Top of INFORMATION GIVEN

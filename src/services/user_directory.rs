use parking_lot::RwLock;

use crate::{
    config::Config,
    errors::Result,
    models::{AccountRole, RoleChangeRequest, RoleChangeResponse, UserId, UserRecord},
    services::{feedback::ViewFeedback, gateway::ResourceGateway},
};

/// Admins first, then by username ignoring case; the raw username breaks ties
/// so the order is total.
pub fn sort_directory(users: &mut [UserRecord]) {
    users.sort_by_cached_key(|user| {
        (
            user.role != AccountRole::Admin,
            user.username.to_lowercase(),
            user.username.clone(),
        )
    });
}

pub struct UserDirectoryController {
    gateway: ResourceGateway,
    users: RwLock<Vec<UserRecord>>,
    feedback: ViewFeedback,
}

impl UserDirectoryController {
    pub fn new(gateway: ResourceGateway, config: &Config) -> Self {
        Self {
            gateway,
            users: RwLock::new(Vec::new()),
            feedback: ViewFeedback::new(config.error_display_window()),
        }
    }

    pub fn users(&self) -> Vec<UserRecord> {
        self.users.read().clone()
    }

    pub fn is_loading(&self) -> bool {
        self.feedback.is_loading()
    }

    pub fn error(&self) -> Option<String> {
        self.feedback.error()
    }

    pub fn mount(&self) {
        self.feedback.mount();
    }

    pub fn unmount(&self) {
        self.feedback.unmount();
    }

    pub async fn load(&self) -> Result<()> {
        let ticket = self.feedback.begin();
        let outcome = self.gateway.get_json::<Vec<UserRecord>>("/users").await;

        if ticket.is_live() {
            if let Ok(users) = outcome.as_ref() {
                let mut users = users.clone();
                sort_directory(&mut users);
                tracing::debug!(count = users.len(), "Directory loaded");
                *self.users.write() = users;
                self.feedback.clear_error();
            }
        }

        ticket.settle(outcome.map(drop))
    }

    pub async fn remove(&self, user_id: UserId) -> Result<()> {
        let ticket = self.feedback.begin();
        let outcome = self.gateway.delete(&format!("/users/{}", user_id)).await;

        if ticket.is_live() && outcome.is_ok() {
            self.users.write().retain(|u| u.id != user_id);
            tracing::info!(user_id, "Account removed");
        }

        ticket.settle(outcome)
    }

    /// Applies the confirmed role, then reloads so ordering and usage come
    /// from the server rather than local extrapolation.
    pub async fn change_role(&self, user_id: UserId, new_role: AccountRole) -> Result<()> {
        let ticket = self.feedback.begin();
        let outcome = self
            .gateway
            .patch_json::<_, RoleChangeResponse>(
                &format!("/users/{}", user_id),
                &RoleChangeRequest { role: new_role },
            )
            .await;

        let outcome = match outcome {
            Ok(response) => {
                if ticket.is_live() {
                    if let Some(user) = self.users.write().iter_mut().find(|u| u.id == user_id) {
                        user.role = response.role;
                    }
                    tracing::info!(user_id, role = %response.role, "Role changed");
                }
                self.load().await
            }
            Err(e) => Err(e),
        };

        ticket.settle(outcome)
    }
}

Bottom of INFORMATION GIVEN

# WORK TO COMPLETE:
Please make an exact copy of every record, leaving nothing out.

# RESPONSE AREA:
filename src/services/user_directory.rs
use parking_lot::RwLock;

use crate::{
    config::Config,
    errors::Result,
    models::{AccountRole, RoleChangeRequest, RoleChangeResponse, UserId, UserRecord},
    services::{feedback::ViewFeedback, gateway::ResourceGateway},
};

/// Admins first, then by username ignoring case; the raw username breaks ties
/// so the order is total.
pub fn sort_directory(users: &mut [UserRecord]) {
    users.sort_by_cached_key(|user| {
        (
            user.role != AccountRole::Admin,
            user.username.to_lowercase(),
            user.username.clone(),
        )
    });
}

pub struct UserDirectoryController {
    gateway: ResourceGateway,
    users: RwLock<Vec<UserRecord>>,
    feedback: ViewFeedback,
}

impl UserDirectoryController {
    pub fn new(gateway: ResourceGateway, config: &Config) -> Self {
        Self {
            gateway,
            users: RwLock::new(Vec::new()),
            feedback: ViewFeedback::new(config.error_display_window()),
        }
    }

    pub fn users(&self) -> Vec<UserRecord> {
        self.users.read().clone()
    }

    pub fn is_loading(&self) -> bool {
        self.feedback.is_loading()
    }

    pub fn error(&self) -> Option<String> {
        self.feedback.error()
    }

    pub fn mount(&self) {
        self.feedback.mount();
    }

    pub fn unmount(&self) {
        self.feedback.unmount();
    }

    pub async fn load(&self) -> Result<()> {
        let ticket = self.feedback.begin();
        let outcome = self.gateway.get_json::<Vec<UserRecord>>("/users").await;

        if ticket.is_live() {
            if let Ok(users) = outcome.as_ref() {
                let mut users = users.clone();
                sort_directory(&mut users);
                tracing::debug!(count = users.len(), "Directory loaded");
                *self.users.write() = users;
                self.feedback.clear_error();
            }
        }

        ticket.settle(outcome.map(drop))
    }

    pub async fn remove(&self, user_id: UserId) -> Result<()> {
        let ticket = self.feedback.begin();
        let outcome = self.gateway.delete(&format!("/users/{}", user_id)).await;

        if ticket.is_live() && outcome.is_ok() {
            self.users.write().retain(|u| u.id != user_id);
            tracing::info!(user_id, "Account removed");
        }

        ticket.settle(outcome)
    }

    /// Applies the confirmed role, then reloads so ordering and usage come
    /// from the server rather than local extrapolation.
    pub async fn change_role(&self, user_id: UserId, new_role: AccountRole) -> Result<()> {
        let ticket = self.feedback.begin();
        let outcome = self
            .gateway
            .patch_json::<_, RoleChangeResponse>(
                &format!("/users/{}", user_id),
                &RoleChangeRequest { role: new_role },
            )
            .await;

        let outcome = match outcome {
            Ok(response) => {
                if ticket.is_live() {
                    if let Some(user) = self.users.write().iter_mut().find(|u| u.id == user_id) {
                        user.role = response.role;
                    }
                    tracing::info!(user_id, role = %response.role, "Role changed");
                }
                self.load().await
            }
            Err(e) => Err(e),
        };

        ticket.settle(outcome)
    }
}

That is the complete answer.